El desafío independentista
Es la hora de que la Cataluña real recupere la Generalitat
El ideario nacionalista se basa en un hecho: Cataluña se constituye como «hecho diferencial». Es decir, se trata de una comunidad que tiene una historia, una cultura, una lengua y, por lo tanto, unos derechos diferenciados. Durante su fase pujolista (1980-2003), ese nacionalismo identitario se convirtió en una máquina de construir diferencias, incluso en lo más insignificante y vulgar, lo que permitió un desarrollo de estereotipos costumbristas trasnochados. A esa acción política el destronado Jordi Pujol le llamó «fer pais», de manera que el nuevo país que surgiese debía parecerse más al ideario preconcebido –una sola lengua, un solo pueblo– que a la calle, al fin y al cabo un reducto que, por más mayoritario que fuese, sólo tenía dos opciones: o formar parte de esa cohesionada realidad cultural catalanista o quedarse al margen.
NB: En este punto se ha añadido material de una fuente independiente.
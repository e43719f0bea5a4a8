//! Loading of the shared [aws_types::SdkConfig](https://docs.rs/aws-types/latest/aws_types/sdk_config/struct.SdkConfig.html)
//! and construction of S3 clients from it.

use anyhow::Result;
use aws_sdk_s3::config::{Builder, Region};
use aws_sdk_s3::Client;
use aws_types::SdkConfig;

use crate::localstack;

/// Create a shared `SdkConfig` with LocalStack support.
///
/// When `region` is given it overrides the region found in the environment.
///
/// # Example
///
/// ```
/// use cobalt_s3cp::config::load_from_env;
/// use cobalt_s3cp::s3::Client;
///
/// # tokio_test::block_on(async {
/// let shared_config = load_from_env(Some("ap-southeast-2".into())).await.unwrap();
/// let client = Client::new(&shared_config);
/// # })
/// ```
///
/// ## LocalStack
///
/// If the environment variable `LOCALSTACK_HOSTNAME` is set, the endpoint of
/// every client created from this config points at LocalStack:
///
/// ```shell
/// $ export LOCALSTACK_HOSTNAME=localhost
/// ```
///
/// `EDGE_PORT` can be set when something other than the default of `4566` is needed.
///
/// ## Errors
///
/// An error will be returned if `LOCALSTACK_HOSTNAME` is set and a valid URI cannot be constructed.
pub async fn load_from_env(region: Option<String>) -> Result<SdkConfig> {
    let mut shared_config = aws_config::from_env();
    if let Some(region) = region.filter(|region| !region.is_empty()) {
        shared_config = shared_config.region(Region::new(region));
    }
    if let Some(uri) = localstack::get_endpoint_uri()? {
        shared_config = shared_config.endpoint_url(uri.to_string());
    }
    Ok(shared_config.load().await)
}

/// Create an S3 `Client` from a shared config, optionally bound to another region.
///
/// LocalStack only serves path-style bucket addressing, so it is forced
/// whenever `LOCALSTACK_HOSTNAME` is set.
pub fn s3_client(shared_config: &SdkConfig, region: Option<&str>) -> Result<Client> {
    let mut builder = Builder::from(shared_config);
    if let Some(region) = region {
        builder = builder.region(Region::new(region.to_owned()));
    }
    if localstack::get_endpoint_uri()?.is_some() {
        builder = builder.force_path_style(true);
    }
    Ok(Client::from_conf(builder.build()))
}
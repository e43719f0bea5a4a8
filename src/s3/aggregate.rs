//! Collection of part results into the ordered list a multipart upload is
//! completed with.

use aws_sdk_s3::types::CompletedPart;
use std::sync::{Arc, OnceLock};

use super::error::CopyError;
use super::events::{CopyEvent, EventSink};
use super::part::PartResult;

/// Holds the first error of a copy. Later errors never replace it.
#[derive(Debug, Default)]
pub(crate) struct ErrorSlot(OnceLock<CopyError>);

impl ErrorSlot {
    /// Record `error` if the slot is still empty, otherwise hand it back.
    pub(crate) fn set(&self, error: CopyError) -> Result<(), CopyError> {
        self.0.set(error)
    }

    pub(crate) fn take(&mut self) -> Option<CopyError> {
        self.0.take()
    }
}

/// Drains [PartResult]s, placing every entity tag at the position of its part.
///
/// The container is sized for every part up front, so parts may finish in
/// any order while the completed list always comes out ordered by part number.
#[derive(Debug)]
pub(crate) struct PartAggregator {
    parts: Vec<Option<CompletedPart>>,
    received: usize,
    error: ErrorSlot,
    events: Arc<dyn EventSink>,
}

impl PartAggregator {
    pub(crate) fn new(part_count: usize, events: Arc<dyn EventSink>) -> Self {
        Self {
            parts: vec![None; part_count],
            received: 0,
            error: ErrorSlot::default(),
            events,
        }
    }

    /// Results still to be received.
    pub(crate) fn outstanding(&self) -> usize {
        self.parts.len().saturating_sub(self.received)
    }

    pub(crate) fn record(&mut self, result: PartResult) {
        self.received += 1;
        let PartResult {
            part_number,
            outcome,
        } = result;
        match outcome {
            Ok(e_tag) => {
                let slot = usize::try_from(part_number - 1)
                    .ok()
                    .and_then(|index| self.parts.get_mut(index));
                match slot {
                    Some(slot) => {
                        *slot = Some(
                            CompletedPart::builder()
                                .e_tag(e_tag)
                                .part_number(part_number)
                                .build(),
                        )
                    }
                    None => self.fail(CopyError::MissingParts {
                        expected: self.parts.len(),
                        received: self.received,
                    }),
                }
            }
            Err(error) => self.fail(error),
        }
    }

    /// Record a failure, keeping the first one.
    pub(crate) fn fail(&mut self, error: CopyError) {
        if let Err(error) = self.error.set(error) {
            self.events.emit(CopyEvent::ErrorSuppressed {
                error: error.to_string(),
            });
        }
    }

    /// The completed parts in part number order, or the first error recorded.
    pub(crate) fn finish(mut self) -> Result<Vec<CompletedPart>, CopyError> {
        if let Some(error) = self.error.take() {
            return Err(error);
        }
        let expected = self.parts.len();
        let parts: Vec<_> = self.parts.into_iter().flatten().collect();
        if parts.len() == expected {
            Ok(parts)
        } else {
            Err(CopyError::MissingParts {
                expected,
                received: parts.len(),
            })
        }
    }
}
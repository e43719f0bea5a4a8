//! Part sizing, byte-range partitioning and copy strategy selection.

use bytesize::{GIB, MIB, TIB};
use derive_more::{AsRef, Display, Into};
use std::num::TryFromIntError;
use std::sync::Arc;
use thiserror::Error;

use super::error::CopyError;

/// The minimum part size S3 accepts for every part but the last, 5 MiB.
pub const MIN_PART_SIZE: i64 = 5 * MIB as i64;

/// The smallest part size worth using for copies, 25 MiB.
///
/// Smaller parts are accepted by S3 but multiply the number of requests
/// without speeding up a server side copy.
pub const MIN_COPY_PART_SIZE: i64 = 25 * MIB as i64;

/// The maximum part size S3 accepts, 5 GiB.
pub const MAX_PART_SIZE: i64 = 5 * GIB as i64;

/// The maximum number of parts in a single multipart upload.
pub const MAX_UPLOAD_PARTS: i64 = 10_000;

/// The largest object S3 can store, 5 TiB.
pub const MAX_SOURCE_SIZE: i64 = 5 * TIB as i64;

/// The default part size for copies, 500 MiB.
///
/// With [MAX_UPLOAD_PARTS] parts this covers objects of almost 5 TiB.
pub const DEFAULT_COPY_PART_SIZE: i64 = 500 * MIB as i64;

/// Errors that can occur when creating a `PartSize`.
#[derive(Debug, Error, PartialEq, Eq)]
pub enum PartSizeError {
    #[error("part_size must be positive, part_size was {0}")]
    NotPositive(i64),
}

/// The size of each part of a multipart copy, in bytes.
///
/// Only positive sizes are representable. Sizes outside of the limits S3
/// enforces ([MIN_PART_SIZE] to [MAX_PART_SIZE]) are accepted and rejected
/// by the service itself, as those limits are the service's to change.
#[derive(Debug, Display, Into, AsRef, Clone, Copy, PartialEq, Eq)]
#[into(owned, ref, ref_mut)]
pub struct PartSize(i64);

impl Default for PartSize {
    fn default() -> Self {
        Self(DEFAULT_COPY_PART_SIZE)
    }
}

impl TryFrom<i64> for PartSize {
    type Error = PartSizeError;

    fn try_from(value: i64) -> Result<Self, Self::Error> {
        if value <= 0 {
            Err(PartSizeError::NotPositive(value))
        } else {
            Ok(PartSize(value))
        }
    }
}

/// An inclusive range of bytes, rendered as `bytes=start-end` for the
/// `CopySourceRange` of an `UploadPartCopy` request.
#[derive(Debug, Display, Clone, Copy, PartialEq, Eq)]
#[display("bytes={_0}-{_1}")]
pub struct ByteRange(i64, i64);

impl ByteRange {
    pub fn start(&self) -> i64 {
        self.0
    }

    pub fn end(&self) -> i64 {
        self.1
    }

    /// Number of bytes covered by the range.
    pub fn len(&self) -> i64 {
        self.1 - self.0 + 1
    }
}

/// The identifier S3 assigns to a multipart upload.
#[derive(Debug, Display, AsRef, Clone, PartialEq, Eq)]
#[as_ref(str)]
pub struct UploadId(Arc<str>);

impl From<&str> for UploadId {
    fn from(value: &str) -> Self {
        Self(Arc::from(value))
    }
}

/// One unit of work for the part copy workers.
#[derive(Debug, Clone, PartialEq, Eq)]
pub struct PartTask {
    /// 1-based part number.
    pub part_number: i32,
    pub range: ByteRange,
    pub upload_id: UploadId,
}

/// What a worker reports back for a [PartTask].
#[derive(Debug)]
pub struct PartResult {
    pub part_number: i32,
    /// The entity tag of the copied part.
    pub outcome: Result<String, CopyError>,
}

/// How an object gets copied.
#[derive(Debug, Display, Clone, Copy, PartialEq, Eq)]
pub enum CopyStrategy {
    /// A single `CopyObject` request.
    #[display("single-shot")]
    Single,
    /// Create a multipart upload and copy it range by range.
    #[display("multipart")]
    Multipart,
}

impl CopyStrategy {
    /// Objects strictly smaller than a part are copied in one request, anything
    /// else (including an object of exactly one part) goes through a multipart upload.
    pub fn select(content_length: i64, part_size: &PartSize) -> Self {
        if content_length < part_size.0 {
            CopyStrategy::Single
        } else {
            CopyStrategy::Multipart
        }
    }
}

/// The number of parts needed to cover `content_length` bytes, `ceil(length / part_size)`.
///
/// Fails when the count does not fit a part number. The service limit of
/// [MAX_UPLOAD_PARTS] is not checked here.
pub fn part_count(content_length: i64, part_size: &PartSize) -> Result<i32, TryFromIntError> {
    if content_length <= 0 {
        return Ok(0);
    }
    i32::try_from((content_length - 1) / part_size.0 + 1)
}

/// Split `content_length` bytes into contiguous, non-overlapping part tasks.
///
/// Part `k` (1-based) covers `[(k - 1) * part_size, min(k * part_size, content_length) - 1]`,
/// so the last part ends exactly at `content_length - 1`.
pub fn partition(
    content_length: i64,
    part_size: PartSize,
    upload_id: UploadId,
) -> Result<impl Iterator<Item = PartTask> + Send + 'static, CopyError> {
    let count = part_count(content_length, &part_size)?;
    Ok((1..=count).map(move |part_number| {
        let start = i64::from(part_number - 1) * part_size.0;
        let end = start.saturating_add(part_size.0).min(content_length) - 1;
        PartTask {
            part_number,
            range: ByteRange(start, end),
            upload_id: upload_id.clone(),
        }
    }))
}

#[cfg(any(test, feature = "test-utils"))]
pub mod arbitrary {
    use derive_more::{AsRef, From, Into};
    use proptest::prelude::*;

    use super::{PartSize, MAX_PART_SIZE, MIN_PART_SIZE};

    impl Arbitrary for PartSize {
        type Parameters = ();
        type Strategy = BoxedStrategy<Self>;

        fn arbitrary_with(_args: Self::Parameters) -> Self::Strategy {
            (MIN_PART_SIZE..=MAX_PART_SIZE)
                .prop_map(PartSize)
                .boxed()
        }
    }

    /// A part size small enough that partitioning arbitrary lengths stays cheap.
    #[derive(Debug, Clone, Copy, PartialEq, Eq, AsRef, Into, From)]
    pub struct SmallPartSize(PartSize);

    impl Arbitrary for SmallPartSize {
        type Parameters = ();
        type Strategy = BoxedStrategy<Self>;

        fn arbitrary_with(_args: Self::Parameters) -> Self::Strategy {
            (1_i64..=4096)
                .prop_map(|size| SmallPartSize(PartSize(size)))
                .boxed()
        }
    }
}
La primera concreción política de este hecho fue que la abstención en las elecciones autonómicas catalanas se situaba en la media del 40%. La segunda deriva fue que el nacionalismo gobernante –y aquí habría que añadir a aquellos partidos que se acabaron convirtiendo en la izquierda del pujolismo– construyó las instituciones políticas a su imagen y semejanza, que medios tan poderosos como TV3 se pusieron al servicio político, no sólo del gobierno de turno, sino de la propia «construcción nacional». Del «fer pais» de Pujol se pasó al «fer estat» de Mas
–previo paso por el puente del Tripartito trazado por Maragall–. Sin embargo, no hace falta mirar desde el microscopio la realidad social catalana para darse cuenta de que en nada se diferencia de la del resto de España, ni por supuesto de Europa, y que precisamente el mayor «hecho diferencial» es el de un marco político monopolizado por el nacionalismo, muy asfixiante en la fase terminal en la que nos encontramos. Lo que se dio por llamar el «oasis catalán» perdió las apariencias nada más ser golpeado por la crisis, como cualquier sociedad normal, y se levantó la bandera más temida en Europa: el «España nos roba». Bastó que quisieran dar el salto mortal del «proceso» para que se rompieran todas las costuras y comprobar que la Cataluña real era mucho más compleja, que no podía ser constreñida al pensamiento nacionalista y que su riqueza y dinamismo era fruto precisamente de esa diversidad no adscrita políticamente, laica en el sentido liberal y no encuadrada en el soberanismo militante. La salida de Cataluña de más de tres mil empresas tras la declaración unilateral de independencia ha sido la demostración de que la insensatez de los líderes independentistas no se correspondía con la realidad de la calle.
El sistema político catalán que arranca en 1980 se basa en un dogma: el gobierno de la Generalitat sólo puede estar en manos de un partido nacionalista y de no serlo declaradamente debe trabajar en la implementación del autogobierno –léase el Tripartito– como objetivo prioritario. De ahí que la situación abierta ahora anuncie un cambio de ciclo si se cumplen los sondeos electorales: por primera vez un partido no nacionalista –que ni siquiera procede de la tradición catalanista–, fundado, además, como contraposición a la patrimonialización del poder ejercido desde la Generalitat, puede ganar las elecciones. Tal vez Ciudadanos, PSC y PP no alcancen la mayoría absoluta y se queden a las puertas del gobierno, pero el salto que supone debe hacer reflexionar a los actuales dirigentes del «proceso» y, si no a ellos –todavía no han admitido el desastre de proclamar la fantasmal República catalana–, a sus dos millones de votantes: Cataluña debe ser gobernada desde la racionalidad política, centrarse en proyectos que mejoren la calidad de vida de los ciudadanos y abandonar la obsesión identitaria. O, como dijo ayer el ex primer ministro francés Manuel Valls: «El nacionalismo es la guerra».
Cataluña lleva cinco años instalada en una dinámica destructiva que ha perjudicado a la vida económica y ha dañado gravemente la convivencia. Persistir en este programa es apostar por el hundimiento y la fractura total de la sociedad catalana en dos bloques. Es necesario abrir una etapa que oxigene una vida política basada en dogmas identitarios, donde la mentira se ha instalado con curso legal, tanto de los medios de comunicación públicos, como en la argumentación de los partidos secesionistas, empobreciendo el debate hasta límites alarmantes; hay que recuperar las instituciones de autogobierno, convertidas hasta ahora en una trinchera al servicio del separatismo, desprestigiadas y con un clientelismo militante que va más allá de lo aceptable en una administración moderna; y hay, por último, que recuperar la tolerancia, el respeto a la diversidad de opiniones y defender la dignidad de la nación española como el marco del que emanan las instituciones catalanas. Es la hora de que la Cataluña real recupere la Generalitat.